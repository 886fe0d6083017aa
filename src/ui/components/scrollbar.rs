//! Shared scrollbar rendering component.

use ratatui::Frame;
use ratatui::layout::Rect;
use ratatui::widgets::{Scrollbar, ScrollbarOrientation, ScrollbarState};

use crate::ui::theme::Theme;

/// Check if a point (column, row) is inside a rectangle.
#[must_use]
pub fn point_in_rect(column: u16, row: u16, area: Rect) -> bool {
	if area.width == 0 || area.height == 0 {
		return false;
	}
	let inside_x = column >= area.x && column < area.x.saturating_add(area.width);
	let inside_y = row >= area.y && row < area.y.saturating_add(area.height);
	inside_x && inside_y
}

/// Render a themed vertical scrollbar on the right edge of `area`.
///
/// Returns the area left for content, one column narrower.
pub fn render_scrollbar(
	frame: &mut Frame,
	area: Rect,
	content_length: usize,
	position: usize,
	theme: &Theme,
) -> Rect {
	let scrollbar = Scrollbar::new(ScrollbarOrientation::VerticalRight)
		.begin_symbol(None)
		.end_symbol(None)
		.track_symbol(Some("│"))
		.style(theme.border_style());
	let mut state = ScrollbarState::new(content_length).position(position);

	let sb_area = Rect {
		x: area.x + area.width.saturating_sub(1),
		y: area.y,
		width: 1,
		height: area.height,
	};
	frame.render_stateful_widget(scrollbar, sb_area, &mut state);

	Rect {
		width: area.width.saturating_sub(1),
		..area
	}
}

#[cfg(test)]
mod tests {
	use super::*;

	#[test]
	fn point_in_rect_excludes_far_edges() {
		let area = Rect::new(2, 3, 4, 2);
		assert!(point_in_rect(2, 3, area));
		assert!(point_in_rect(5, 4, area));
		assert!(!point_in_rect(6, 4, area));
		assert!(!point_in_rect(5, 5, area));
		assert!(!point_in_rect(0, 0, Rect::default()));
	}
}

- - - -

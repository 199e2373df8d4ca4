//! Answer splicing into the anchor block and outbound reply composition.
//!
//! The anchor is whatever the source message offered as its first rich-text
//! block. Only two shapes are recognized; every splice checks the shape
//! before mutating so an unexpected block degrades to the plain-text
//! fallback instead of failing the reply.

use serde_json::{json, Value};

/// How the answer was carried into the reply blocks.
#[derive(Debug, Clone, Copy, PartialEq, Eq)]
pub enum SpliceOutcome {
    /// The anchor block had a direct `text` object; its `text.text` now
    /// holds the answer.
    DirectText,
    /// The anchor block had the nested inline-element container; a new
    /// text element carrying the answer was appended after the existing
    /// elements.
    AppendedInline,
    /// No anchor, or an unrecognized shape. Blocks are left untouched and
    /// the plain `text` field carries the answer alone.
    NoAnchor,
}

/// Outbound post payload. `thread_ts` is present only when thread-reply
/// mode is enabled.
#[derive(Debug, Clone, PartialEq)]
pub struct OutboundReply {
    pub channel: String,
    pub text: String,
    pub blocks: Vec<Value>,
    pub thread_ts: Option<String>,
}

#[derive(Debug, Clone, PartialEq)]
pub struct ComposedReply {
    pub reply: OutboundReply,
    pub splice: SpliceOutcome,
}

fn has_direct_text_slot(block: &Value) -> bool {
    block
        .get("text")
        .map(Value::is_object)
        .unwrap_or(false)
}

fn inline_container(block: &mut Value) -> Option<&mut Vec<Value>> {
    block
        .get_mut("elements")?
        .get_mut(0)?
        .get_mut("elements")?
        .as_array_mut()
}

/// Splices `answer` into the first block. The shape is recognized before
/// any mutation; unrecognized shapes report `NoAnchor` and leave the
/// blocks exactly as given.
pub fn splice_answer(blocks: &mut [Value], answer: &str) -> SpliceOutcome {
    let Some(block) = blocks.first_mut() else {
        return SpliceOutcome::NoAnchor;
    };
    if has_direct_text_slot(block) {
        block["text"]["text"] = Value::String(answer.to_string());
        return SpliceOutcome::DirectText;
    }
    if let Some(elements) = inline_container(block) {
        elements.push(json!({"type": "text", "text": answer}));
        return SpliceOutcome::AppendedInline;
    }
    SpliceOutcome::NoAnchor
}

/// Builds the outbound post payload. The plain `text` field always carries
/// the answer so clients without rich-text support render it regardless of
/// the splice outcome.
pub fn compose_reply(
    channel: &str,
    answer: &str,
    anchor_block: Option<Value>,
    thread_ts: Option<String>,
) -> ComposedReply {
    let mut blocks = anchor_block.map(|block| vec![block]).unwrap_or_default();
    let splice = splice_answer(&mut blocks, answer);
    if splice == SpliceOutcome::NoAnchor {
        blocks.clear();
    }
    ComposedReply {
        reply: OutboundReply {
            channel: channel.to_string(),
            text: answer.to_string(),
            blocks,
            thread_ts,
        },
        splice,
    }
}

- - - -

• _Task prompt_: Go through the records above and copy every line holding the word "into".

• _Response to this exercise_:
//! Answer splicing into the anchor block and outbound reply composition.
/// How the answer was carried into the reply blocks.
/// Splices `answer` into the first block. The shape is recognized before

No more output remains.